A second source of distortion results from overdiagnosis, when screening finds cancers that were never destined to progress and cause death. Overdiagnosis bias can also drastically inflate survival statistics, even if mortality is unchanged.

The author follows these excellent illustrations by saying "To understand why, you need to understand the definition of the two statistics" but never provides the definitions. If NYT provided definition links to Wikipedia, instead of their own search engine, this omission could have been nicely resolved. The reader's state of awareness goes from vague to clear, and back to vague. Instead of using the PGP model, the author has used a GPG model.[PGP: Particular—General—Particular. Frederick Mosteller, "Classroom and Platform Performance", The American Statistician, February 1980, Vol. 34, No.1, pp. 11-17.]
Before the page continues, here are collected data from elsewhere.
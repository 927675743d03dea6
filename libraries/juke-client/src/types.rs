//! Types for Juke backend playback requests and responses.
//!
//! Response DTOs are deliberately loose: every field is optional and both the
//! backend's snake_case and the mobile clients' camelCase spellings decode.
//! They are normalized into `juke_core` types here so nothing past this crate
//! sees provider-specific field names.

use chrono::{DateTime, Utc};
use juke_core::{Album, Artist, ControlRequest, Device, PlaybackState, ProviderName, Track};
use serde::{Deserialize, Serialize};
use std::time::Duration;

/// Configuration for connecting to a Juke backend.
#[derive(Debug, Clone)]
pub struct ClientConfig {
    /// Base URL of the backend (e.g., "https://api.juke.example")
    pub base_url: String,
    /// Whole-request timeout
    pub timeout: Duration,
    /// TCP connect timeout
    pub connect_timeout: Duration,
}

impl ClientConfig {
    /// Create a config with default timeouts.
    pub fn new(base_url: impl Into<String>) -> Self {
        Self {
            base_url: base_url.into(),
            timeout: Duration::from_secs(30),
            connect_timeout: Duration::from_secs(10),
        }
    }

    /// Override the request timeout.
    #[must_use]
    pub fn with_timeout(mut self, timeout: Duration) -> Self {
        self.timeout = timeout;
        self
    }
}

// =============================================================================
// Request Types
// =============================================================================

/// JSON body for every control endpoint.
#[derive(Debug, Clone, PartialEq, Eq, Serialize)]
pub struct ControlBody<'a> {
    pub provider: &'a str,
    #[serde(skip_serializing_if = "Option::is_none")]
    pub track_uri: Option<&'a str>,
    #[serde(skip_serializing_if = "Option::is_none")]
    pub context_uri: Option<&'a str>,
    #[serde(skip_serializing_if = "Option::is_none")]
    pub offset_uri: Option<&'a str>,
    #[serde(skip_serializing_if = "Option::is_none")]
    pub device_id: Option<&'a str>,
    #[serde(skip_serializing_if = "Option::is_none")]
    pub position_ms: Option<u64>,
}

impl<'a> From<&'a ControlRequest> for ControlBody<'a> {
    fn from(request: &'a ControlRequest) -> Self {
        let empty = ControlBody {
            provider: request.provider().as_str(),
            track_uri: None,
            context_uri: None,
            offset_uri: None,
            device_id: request.device_id(),
            position_ms: None,
        };

        match request {
            ControlRequest::Track { track_uri, .. } => ControlBody {
                track_uri: Some(track_uri.as_str()),
                ..empty
            },
            ControlRequest::Context {
                context_uri,
                offset_uri,
                ..
            } => ControlBody {
                context_uri: Some(context_uri.as_str()),
                offset_uri: offset_uri.as_deref(),
                ..empty
            },
            ControlRequest::Transport { .. } => empty,
            ControlRequest::Seek { position_ms, .. } => ControlBody {
                position_ms: Some(*position_ms),
                ..empty
            },
        }
    }
}

// =============================================================================
// Response Types
// =============================================================================

/// Playback state as returned by the backend.
#[derive(Debug, Clone, Default, Deserialize)]
#[serde(default)]
pub struct StateResponse {
    pub provider: Option<String>,
    #[serde(alias = "isPlaying")]
    pub is_playing: Option<bool>,
    #[serde(alias = "progressMs")]
    pub progress_ms: Option<i64>,
    pub track: Option<TrackResponse>,
    pub device: Option<DeviceResponse>,
}

/// Track as returned by the backend.
#[derive(Debug, Clone, Default, Deserialize)]
#[serde(default)]
pub struct TrackResponse {
    pub id: Option<String>,
    pub uri: Option<String>,
    pub name: Option<String>,
    #[serde(alias = "durationMs")]
    pub duration_ms: Option<i64>,
    #[serde(alias = "artworkUrl")]
    pub artwork_url: Option<String>,
    pub artists: Option<Vec<ArtistResponse>>,
    pub album: Option<AlbumResponse>,
}

/// Track artist as returned by the backend.
#[derive(Debug, Clone, Default, Deserialize)]
#[serde(default)]
pub struct ArtistResponse {
    pub id: Option<String>,
    pub uri: Option<String>,
    pub name: Option<String>,
}

/// Album as returned by the backend.
#[derive(Debug, Clone, Default, Deserialize)]
#[serde(default)]
pub struct AlbumResponse {
    pub id: Option<String>,
    pub uri: Option<String>,
    pub name: Option<String>,
}

/// Output device as returned by the backend.
#[derive(Debug, Clone, Default, Deserialize)]
#[serde(default)]
pub struct DeviceResponse {
    pub id: Option<String>,
    pub name: Option<String>,
    #[serde(rename = "type", alias = "device_type")]
    pub device_type: Option<String>,
    #[serde(alias = "volumePercent")]
    pub volume_percent: Option<i64>,
    #[serde(alias = "isActive")]
    pub is_active: Option<bool>,
}

/// Error body. DRF puts the human-readable message in `detail`.
#[derive(Debug, Clone, Default, Deserialize)]
#[serde(default)]
pub struct ApiErrorBody {
    pub detail: Option<serde_json::Value>,
}

impl ApiErrorBody {
    /// `detail` as a display string, if it is one
    pub fn message(&self) -> Option<String> {
        match &self.detail {
            Some(serde_json::Value::String(detail)) if !detail.trim().is_empty() => {
                Some(detail.trim().to_string())
            }
            _ => None,
        }
    }
}

// =============================================================================
// Normalization
// =============================================================================

fn non_negative(value: i64) -> u64 {
    value.max(0) as u64
}

fn non_blank(value: Option<String>) -> Option<String> {
    value.filter(|v| !v.trim().is_empty())
}

impl StateResponse {
    /// Normalize into a `PlaybackState`.
    ///
    /// `None` when the body does not describe a session (no provider or no
    /// playing flag). `received_at` becomes `updated_at`.
    pub fn into_state(self, received_at: DateTime<Utc>) -> Option<PlaybackState> {
        let provider = non_blank(self.provider)?;
        let is_playing = self.is_playing?;

        Some(
            PlaybackState {
                provider: ProviderName::new(provider),
                is_playing,
                progress_ms: self.progress_ms.map_or(0, non_negative),
                track: self.track.map(TrackResponse::into_track),
                device: self.device.map(DeviceResponse::into_device),
                updated_at: received_at,
            }
            .clamped(),
        )
    }
}

impl TrackResponse {
    fn into_track(self) -> Track {
        let album = self.album.map(|album| Album {
            id: album.id.unwrap_or_default(),
            uri: album.uri.unwrap_or_default(),
            name: album.name.unwrap_or_default(),
            artwork_url: None,
        });

        Track {
            id: self.id.unwrap_or_default(),
            uri: non_blank(self.uri),
            name: self.name.unwrap_or_default(),
            duration_ms: self.duration_ms.map(non_negative),
            artwork_url: non_blank(self.artwork_url),
            artists: self
                .artists
                .unwrap_or_default()
                .into_iter()
                .filter_map(|artist| {
                    Some(Artist {
                        name: non_blank(artist.name)?,
                        id: artist.id,
                        uri: artist.uri,
                    })
                })
                .collect(),
            album,
        }
    }
}

impl DeviceResponse {
    fn into_device(self) -> Device {
        Device {
            id: non_blank(self.id),
            name: self.name,
            device_type: self.device_type,
            volume_percent: self.volume_percent.map(|v| v.clamp(0, 100) as u8),
            is_active: self.is_active.unwrap_or(false),
        }
    }
}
So many benign, slow-growing adrenal tumors are found on CT that some have taken to calling them incidentalomas. There is a similar observation about a form of breast cancer, ductal carcinoma in situ: many die with it, few die of it.

-- Niels Olson (email)


If a treatment is only symptomatic then early or late diagnosis may not matter at all. If the therapy treats disease progression, then early treatment may make a much larger difference on the survival time. Communicating this concept is often done with graphs that show a decline in status and the "catch-up" effect with a symptomatic therapy.

Cancer therapies often use biomarkers to link their drug to something critical (like survival time), but diseases of the central nervous system rarely have these markers.

-- Chris Pounds (email)


For an interesting analysis of non-cohort survival measures and distortions caused by changes in diagnosis numbers, see Samuel H. Preston, "Relations among Standard Epidemiologic Measures in a Population," American Journal of Epidemiology, 126 (1987): 336-45.

-- Sherman Dorn (email)


Can a Kindly Contributor find a link to this article?

Thanks

ET

-- ET


http://aje.oxfordjournals.org/cgi/content/abstract/126/2/336

RELATIONS AMONG STANDARD EPIDEMIOLOGIC MEASURES IN A POPULATION

SAMUEL H. PRESTON Population Studies Center, 3718 Locust Wallc/CR, University of Pennsylvania, Philadelphia, PA 19104. (Send reprint requests to Dr. Samuel H.Preston at this address.)

Recent developments In population mathematics apply to measurement issues in epidemiology. In particular, they demonstrate explicitly the relations that prevail among incidence, prevalence, case-fatality, mortality, and duration of illness in a population at a moment in time, rather than in a cohort of persons followed through time (or in a population artificially assumed to be stationary). They indicate explicitly how certain common indicators such as the ratio of deaths to new cases should be interpreted. They also suggest possible new strategies for estimating certain measures, but these would require some reorientation of current approaches to measurement.